§ **Problem details**: Search the material below for lines containing the string "info", and copy every one you find.

§ **The input**:
'''

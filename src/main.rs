//! Version-aware service gateway.
//!
//! # Architecture Overview
//!
//! ```text
//!     Client Request
//!     ──────────────▶ http server ──▶ version load balancer ──▶ chooser
//!                         │                  │
//!                         │                  ▼
//!                         │           instance cache ◀── event bridge ◀── registry events
//!                         │                  │
//!                         ▼                  ▼
//!     Client Response ◀── X-Backend-Version ◀── upstream instance
//! ```
//!
//! On SIGINT/SIGTERM the gateway deregisters itself, keeps serving for the
//! drain window, then stops its listeners.

use std::path::PathBuf;

use clap::Parser;
use tokio::net::TcpListener;

use version_gateway::config::loader::load_config;
use version_gateway::config::watcher::ConfigWatcher;
use version_gateway::lifecycle::signals::shutdown_signal;
use version_gateway::observability::{logging, metrics};
use version_gateway::{Gateway, GatewayConfig};

#[derive(Parser)]
#[command(name = "version-gateway")]
#[command(about = "Version-aware service gateway", long_about = None)]
struct Args {
    /// Path to the TOML configuration file. Defaults are used when absent.
    #[arg(short, long)]
    config: Option<PathBuf>,

    /// Reload the load balancer policy when the config file changes.
    #[arg(short, long)]
    watch: bool,
}

#[tokio::main]
async fn main() -> Result<(), Box<dyn std::error::Error>> {
    let args = Args::parse();

    let config = match &args.config {
        Some(path) => load_config(path)?,
        None => GatewayConfig::default(),
    };

    logging::init_logging(&config.observability)?;
    tracing::info!("version-gateway v{} starting", env!("CARGO_PKG_VERSION"));
    tracing::info!(
        bind_address = %config.listener.bind_address,
        version_isolation = config.load_balancer.version_isolation,
        cache_enabled = config.cache.enabled,
        cache_ttl_secs = config.cache.ttl_secs,
        "Configuration loaded"
    );

    if config.observability.metrics_enabled {
        match config.observability.metrics_address.parse() {
            Ok(addr) => metrics::init_metrics(addr),
            Err(_) => tracing::error!(
                metrics_address = %config.observability.metrics_address,
                "Failed to parse metrics address"
            ),
        }
    }

    // Keep the watcher alive for the lifetime of the process.
    let (config_updates, _watcher) = match (&args.config, args.watch) {
        (Some(path), true) => {
            let (watcher, updates) = ConfigWatcher::new(path);
            (Some(updates), Some(watcher.run()?))
        }
        _ => (None, None),
    };

    let listener = TcpListener::bind(&config.listener.bind_address).await?;
    tracing::info!(address = %listener.local_addr()?, "Listening for connections");

    let gateway = Gateway::build(config).await?;
    gateway.run(listener, config_updates, shutdown_signal()).await?;

    tracing::info!("Shutdown complete");
    Ok(())
}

'''

§ **Output below**:
    tracing::info!("version-gateway v{} starting", env!("CARGO_PKG_VERSION"));
    tracing::info!(
    tracing::info!(address = %listener.local_addr()?, "Listening for connections");
    tracing::info!("Shutdown complete");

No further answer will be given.